“Don’t forget your music bag, Winifred.” Mother called as she came down the front steps waving the multi-colored canvas bag in my direction. Today was my piano lesson with Mrs. Burton. I would have liked to forget, but I never could. My Tuesday piano lesson hung heavily over my head each and every week
Every Tuesday afternoon after school, I walked to Mrs. Burton’s big old home on Black Oak Grove for my weekly music lesson. She lived across the street and just a few doors down from my Aunt Kitty’s house. It was right on my way home.
Mrs. Burton lived in a large, old Victorian home and had the largest oak tree in the town right in her front lawn. Anna, Mrs. Burtons daughter always thought it was big stuff and boosted whenever she could. I took the bag from my mother and walked to the corner bus stop that gloomy Tuesday morning. I knew I didn’t know my songs very well that week. I always practiced every day for my required 30 minutes; Mother saw to that. She would set the portable timer and place it on top of the piano and I was to practice until it rang. Many afternoons Mother sat on the bench with me to make sure I made the most of my time.
Every Tuesday as I sat in my third grade classroom, ‘The piano lesson’ loomed in my mind. I couldn’t make it go away. I didn’t like to think about running into Anna either. No one knew where Anna attended school; she certainly didn’t go to same school like the rest of us. We figured she attended some private school for spoiled brats. A couple of other girls I knew took piano from Mrs. Burton and we’d discuss Anna. They didn’t like her much either.
The piano was in the front room in front of two very large windows facing the street. Anyone who walked past on the sidewalk could look in to see who was having a lesson that day. Each Tuesday, precisely at 3:30 pm, I’d ring Mrs. Burton’s front door bell and she’d let me in to the hall where I was to deposit my coat, lunch box, school books and anything I had with me other than my music books. I was to take my music out of the multi-colored canvas bag and leave the bag with my other things. Then she would usher me into the front room and close the sliding door behind us.
I’d sit at the huge walnut grand piano and wait for Mrs. Burton to settle herself in the small, dusty rose colored wing back chair next to the piano stool. Everything was fancy, but slightly worn and old in Mrs. Burton’s home except the beautiful, polished grand piano.
Mrs. Burton seemed fancy and old too. She was tall and slim with very pale, transparent skin. The blue veins were prominent on the backs of her slim hands, and her fingers were extremely long with short, functional piano-playing nails, finely manicured and painted with clear gloss polish. She wore long, flowing garments made of a filmy material that floated as she walked, mostly in varying shades of dusty rose, and she smelled of roses and lavender. I thought this was peculiar because Mrs. Burton’s first name was Rose. The rose-lavender scent was particularly strong when she pulled her lacy handkerchief from its hiding place somewhere deep inside her pocket to cover her mouth and cough. The thing I remember most about Mrs. Burton was that cough. It was a tiny muffled fake-sounding one.

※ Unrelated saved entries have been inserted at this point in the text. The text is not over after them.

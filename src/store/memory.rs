//! In-memory document store.
//!
//! Holds JSON documents per collection and evaluates predicates directly.
//! Text matches compile the predicate's escaped pattern case-insensitively.

use std::cmp::Ordering;
use std::collections::HashMap;

use async_trait::async_trait;
use chrono::{DateTime, FixedOffset};
use regex::{Regex, RegexBuilder};
use serde_json::Value;
use tokio::sync::RwLock;

use crate::error::StoreError;
use crate::finder::{Predicate, SortOrder, SortSpec};

use super::{DocumentStore, FindOptions};

/// Collections of JSON documents keyed by their `id` field.
#[derive(Debug, Default)]
pub struct MemoryStore {
    collections: RwLock<HashMap<String, Vec<Value>>>,
}

impl MemoryStore {
    pub fn new() -> Self {
        Self::default()
    }

    /// Appends documents without id checks. Used for seeding.
    pub async fn seed(&self, collection: &str, documents: impl IntoIterator<Item = Value>) {
        let mut collections = self.collections.write().await;
        collections
            .entry(collection.to_string())
            .or_default()
            .extend(documents);
    }

    pub async fn len(&self, collection: &str) -> usize {
        self.collections
            .read()
            .await
            .get(collection)
            .map_or(0, Vec::len)
    }

    pub async fn is_empty(&self, collection: &str) -> bool {
        self.len(collection).await == 0
    }
}

#[async_trait]
impl DocumentStore for MemoryStore {
    async fn find(
        &self,
        collection: &str,
        predicate: &Predicate,
        options: &FindOptions,
    ) -> Result<Vec<Value>, StoreError> {
        let filter = Compiled::new(predicate)?;
        let collections = self.collections.read().await;
        let Some(documents) = collections.get(collection) else {
            return Ok(Vec::new());
        };

        let mut matched: Vec<&Value> = documents.iter().filter(|doc| filter.eval(doc)).collect();
        matched.sort_by(|a, b| compare_documents(a, b, &options.sort));

        let skip = usize::try_from(options.skip).unwrap_or(usize::MAX);
        Ok(matched
            .into_iter()
            .skip(skip)
            .take(options.limit as usize)
            .cloned()
            .collect())
    }

    async fn count(&self, collection: &str, predicate: &Predicate) -> Result<u64, StoreError> {
        let filter = Compiled::new(predicate)?;
        let collections = self.collections.read().await;
        Ok(collections
            .get(collection)
            .map_or(0, |docs| docs.iter().filter(|doc| filter.eval(doc)).count()) as u64)
    }

    async fn insert(&self, collection: &str, id: &str, document: Value) -> Result<(), StoreError> {
        let mut collections = self.collections.write().await;
        let documents = collections.entry(collection.to_string()).or_default();
        if documents.iter().any(|doc| document_id(doc) == Some(id)) {
            return Err(StoreError::Conflict(id.to_string()));
        }
        documents.push(document);
        Ok(())
    }

    async fn replace(&self, collection: &str, id: &str, document: Value) -> Result<(), StoreError> {
        let mut collections = self.collections.write().await;
        let slot = collections
            .get_mut(collection)
            .and_then(|docs| docs.iter_mut().find(|doc| document_id(doc) == Some(id)))
            .ok_or_else(|| StoreError::NotFound(id.to_string()))?;
        *slot = document;
        Ok(())
    }

    async fn remove(&self, collection: &str, id: &str) -> Result<(), StoreError> {
        let mut collections = self.collections.write().await;
        let documents = collections
            .get_mut(collection)
            .ok_or_else(|| StoreError::NotFound(id.to_string()))?;
        let position = documents
            .iter()
            .position(|doc| document_id(doc) == Some(id))
            .ok_or_else(|| StoreError::NotFound(id.to_string()))?;
        documents.remove(position);
        Ok(())
    }
}

fn document_id(document: &Value) -> Option<&str> {
    document.get("id").and_then(Value::as_str)
}

// == Predicate evaluation ==

enum Compiled<'a> {
    All,
    Eq(&'a str, &'a Value),
    Matches(&'a str, Regex),
    ContainsAll(&'a str, Vec<String>),
    Gte(&'a str, f64),
    Lte(&'a str, f64),
    And(Vec<Compiled<'a>>),
    Or(Vec<Compiled<'a>>),
}

impl<'a> Compiled<'a> {
    fn new(predicate: &'a Predicate) -> Result<Self, StoreError> {
        Ok(match predicate {
            Predicate::All => Compiled::All,
            Predicate::Eq { field, value } => Compiled::Eq(*field, value),
            Predicate::Matches { field, pattern } => {
                let regex = RegexBuilder::new(pattern)
                    .case_insensitive(true)
                    .build()
                    .map_err(|e| StoreError::InvalidPredicate(e.to_string()))?;
                Compiled::Matches(*field, regex)
            }
            Predicate::ContainsAll { field, values } => {
                Compiled::ContainsAll(*field, values.iter().map(|v| v.to_lowercase()).collect())
            }
            Predicate::Gte { field, value } => Compiled::Gte(*field, *value),
            Predicate::Lte { field, value } => Compiled::Lte(*field, *value),
            Predicate::And(terms) => {
                Compiled::And(terms.iter().map(Compiled::new).collect::<Result<_, _>>()?)
            }
            Predicate::Or(terms) => {
                Compiled::Or(terms.iter().map(Compiled::new).collect::<Result<_, _>>()?)
            }
        })
    }

    fn eval(&self, doc: &Value) -> bool {
        match self {
            Compiled::All => true,
            Compiled::Eq(field, value) => doc.get(*field) == Some(*value),
            Compiled::Matches(field, regex) => match doc.get(*field) {
                Some(Value::String(text)) => regex.is_match(text),
                Some(Value::Array(items)) => items
                    .iter()
                    .filter_map(Value::as_str)
                    .any(|text| regex.is_match(text)),
                _ => false,
            },
            Compiled::ContainsAll(field, wanted) => match doc.get(*field) {
                Some(Value::Array(items)) => {
                    let present: Vec<String> = items
                        .iter()
                        .filter_map(Value::as_str)
                        .map(str::to_lowercase)
                        .collect();
                    wanted.iter().all(|w| present.contains(w))
                }
                _ => false,
            },
            Compiled::Gte(field, bound) => doc
                .get(*field)
                .and_then(Value::as_f64)
                .is_some_and(|v| v >= *bound),
            Compiled::Lte(field, bound) => doc
                .get(*field)
                .and_then(Value::as_f64)
                .is_some_and(|v| v <= *bound),
            Compiled::And(terms) => terms.iter().all(|t| t.eval(doc)),
            Compiled::Or(terms) => terms.iter().any(|t| t.eval(doc)),
        }
    }
}

// == Ordering ==

/// Orders by the primary field (missing values last in either direction),
/// then by the tie-break field ascending.
fn compare_documents(a: &Value, b: &Value, sort: &SortSpec) -> Ordering {
    let primary = match (present(a, sort.field), present(b, sort.field)) {
        (Some(x), Some(y)) => {
            let ord = compare_values(x, y);
            match sort.direction {
                SortOrder::Asc => ord,
                SortOrder::Desc => ord.reverse(),
            }
        }
        (Some(_), None) => Ordering::Less,
        (None, Some(_)) => Ordering::Greater,
        (None, None) => Ordering::Equal,
    };

    primary.then_with(|| {
        match (present(a, sort.tie_break), present(b, sort.tie_break)) {
            (Some(x), Some(y)) => compare_values(x, y),
            (Some(_), None) => Ordering::Less,
            (None, Some(_)) => Ordering::Greater,
            (None, None) => Ordering::Equal,
        }
    })
}

fn present<'v>(doc: &'v Value, field: &str) -> Option<&'v Value> {
    doc.get(field).filter(|v| !v.is_null())
}

fn compare_values(a: &Value, b: &Value) -> Ordering {
    match (a, b) {
        (Value::Number(x), Value::Number(y)) => {
            let x = x.as_f64().unwrap_or(0.0);
            let y = y.as_f64().unwrap_or(0.0);
            x.partial_cmp(&y).unwrap_or(Ordering::Equal)
        }
        (Value::String(x), Value::String(y)) => match (parse_timestamp(x), parse_timestamp(y)) {
            (Some(tx), Some(ty)) => tx.cmp(&ty),
            _ => x.to_lowercase().cmp(&y.to_lowercase()).then_with(|| x.cmp(y)),
        },
        (Value::Bool(x), Value::Bool(y)) => x.cmp(y),
        _ => type_rank(a).cmp(&type_rank(b)),
    }
}

fn parse_timestamp(text: &str) -> Option<DateTime<FixedOffset>> {
    DateTime::parse_from_rfc3339(text).ok()
}

fn type_rank(value: &Value) -> u8 {
    match value {
        Value::Null => 0,
        Value::Bool(_) => 1,
        Value::Number(_) => 2,
        Value::String(_) => 3,
        Value::Array(_) => 4,
        Value::Object(_) => 5,
    }
}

She coughed quite frequently and was constantly putting her rose-lavender scented handkerchief to her mouth to muffle the already almost non-existent sound.
Frequently during my lesson, Anna would burst in to ask her mother something. Mrs. Burton would sigh and tell me to practice my scales, then escort Anna out, closing the sliding door behind them. I could never hear what was said beyond the door in the dining room, but when Mrs. Burton returned, the house was quiet again and Anna didn’t reappear that day.
I took piano lessons for two years from Mrs. Burton, then one day my mother told me I would have a new piano teacher as Mrs. Burton was very ill and dying. I remember feeling terrible about the unkind thoughts I’d had about Anna and Mrs. Burton.
Not too long after that, the oak tree split and broke in half during a silver thaw, leaving only a very short stump in the Burton’s front yard.